Suitable modifications already exist in Unimod. C-mannose is modelled as a hexose, Hex (W). O-fucosylation is available as deoxy hexose, dHex (ST), while the O-linked fucose-glucose disaccharide is dHex(1)Hex(1) (ST). All the Unimod glycan definitions were updated in 2015 to take their labile nature into account: most specificities have a neutral loss equal to the modification delta. If you haven’t updated your Unimod master configuration file in a while, now is the time to do so!

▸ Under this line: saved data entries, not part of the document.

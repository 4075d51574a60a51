//! Rebuilding state as command lines.
//!
//! Used for whole-key undo and for the compacted log written by a rewrite.

use crate::protocol::CmdLine;
use crate::storage::DataValue;
use bytes::Bytes;
use std::time::{SystemTime, UNIX_EPOCH};

/// One command that recreates `value` under `key` from nothing.
pub fn entity_to_cmd(key: &Bytes, value: &DataValue) -> CmdLine {
    match value {
        DataValue::String(data) => vec![Bytes::from_static(b"SET"), key.clone(), data.clone()],
        DataValue::List(items) => {
            let mut line = Vec::with_capacity(items.len() + 2);
            line.push(Bytes::from_static(b"RPUSH"));
            line.push(key.clone());
            line.extend(items.iter().cloned());
            line
        }
        DataValue::Hash(fields) => {
            let mut line = Vec::with_capacity(fields.len() * 2 + 2);
            line.push(Bytes::from_static(b"HSET"));
            line.push(key.clone());
            for (field, value) in fields {
                line.push(field.clone());
                line.push(value.clone());
            }
            line
        }
        DataValue::Set(members) => {
            let mut line = Vec::with_capacity(members.len() + 2);
            line.push(Bytes::from_static(b"SADD"));
            line.push(key.clone());
            line.extend(members.iter().cloned());
            line
        }
    }
}

/// `PEXPIREAT key <unix millis>`
pub fn expire_at_cmd(key: &Bytes, at: SystemTime) -> CmdLine {
    vec![
        Bytes::from_static(b"PEXPIREAT"),
        key.clone(),
        Bytes::from(unix_millis(at).to_string()),
    ]
}

/// `PEXPIREAT` for a volatile key, `PERSIST` otherwise.
pub fn ttl_cmd(key: &Bytes, at: Option<SystemTime>) -> CmdLine {
    match at {
        Some(at) => expire_at_cmd(key, at),
        None => vec![Bytes::from_static(b"PERSIST"), key.clone()],
    }
}

pub fn unix_millis(at: SystemTime) -> i64 {
    match at.duration_since(UNIX_EPOCH) {
        Ok(d) => d.as_millis() as i64,
        Err(e) => -(e.duration().as_millis() as i64),
    }
}

#[cfg(test)]
mod tests {
    use super::*;
    use crate::protocol::cmd_line;
    use std::collections::{HashMap, HashSet, VecDeque};
    use std::time::Duration;

    #[test]
    fn test_string_to_set() {
        let key = Bytes::from("greeting");
        let line = entity_to_cmd(&key, &DataValue::String(Bytes::from("hi")));
        assert_eq!(line, cmd_line(["SET", "greeting", "hi"]));
    }

    #[test]
    fn test_list_keeps_order() {
        let key = Bytes::from("l");
        let items: VecDeque<Bytes> = ["a", "b", "c"].into_iter().map(Bytes::from).collect();
        let line = entity_to_cmd(&key, &DataValue::List(items));
        assert_eq!(line, cmd_line(["RPUSH", "l", "a", "b", "c"]));
    }

    #[test]
    fn test_hash_and_set_shapes() {
        let key = Bytes::from("h");
        let mut fields = HashMap::new();
        fields.insert(Bytes::from("f"), Bytes::from("v"));
        assert_eq!(
            entity_to_cmd(&key, &DataValue::Hash(fields)),
            cmd_line(["HSET", "h", "f", "v"])
        );

        let mut members = HashSet::new();
        members.insert(Bytes::from("m"));
        assert_eq!(
            entity_to_cmd(&key, &DataValue::Set(members)),
            cmd_line(["SADD", "h", "m"])
        );
    }

    #[test]
    fn test_ttl_cmd() {
        let key = Bytes::from("k");
        let at = UNIX_EPOCH + Duration::from_millis(1_700_000_000_123);
        assert_eq!(
            ttl_cmd(&key, Some(at)),
            cmd_line(["PEXPIREAT", "k", "1700000000123"])
        );
        assert_eq!(ttl_cmd(&key, None), cmd_line(["PERSIST", "k"]));
    }
}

Swearingen et al. point out that C-mannosylated tryptophan can suffer from cross-ring cleavage, which is a neutral loss of 120Da (C4H8O4). This is currently missing from the “official” Hex (W) definition, but it’s easy to add in your local Mascot Server. The instructions below are for Mascot 2.5 and later. (Earlier versions allow editing official definitions as well, but the changes are lost the next time you update the master configuration file.)
- Go to the Configuration Editor and open Modifications.
- Navigate to the Hex definition.
- Click on “Make editable”.
- In the Specificity tab, click Show Details next to the W specificity.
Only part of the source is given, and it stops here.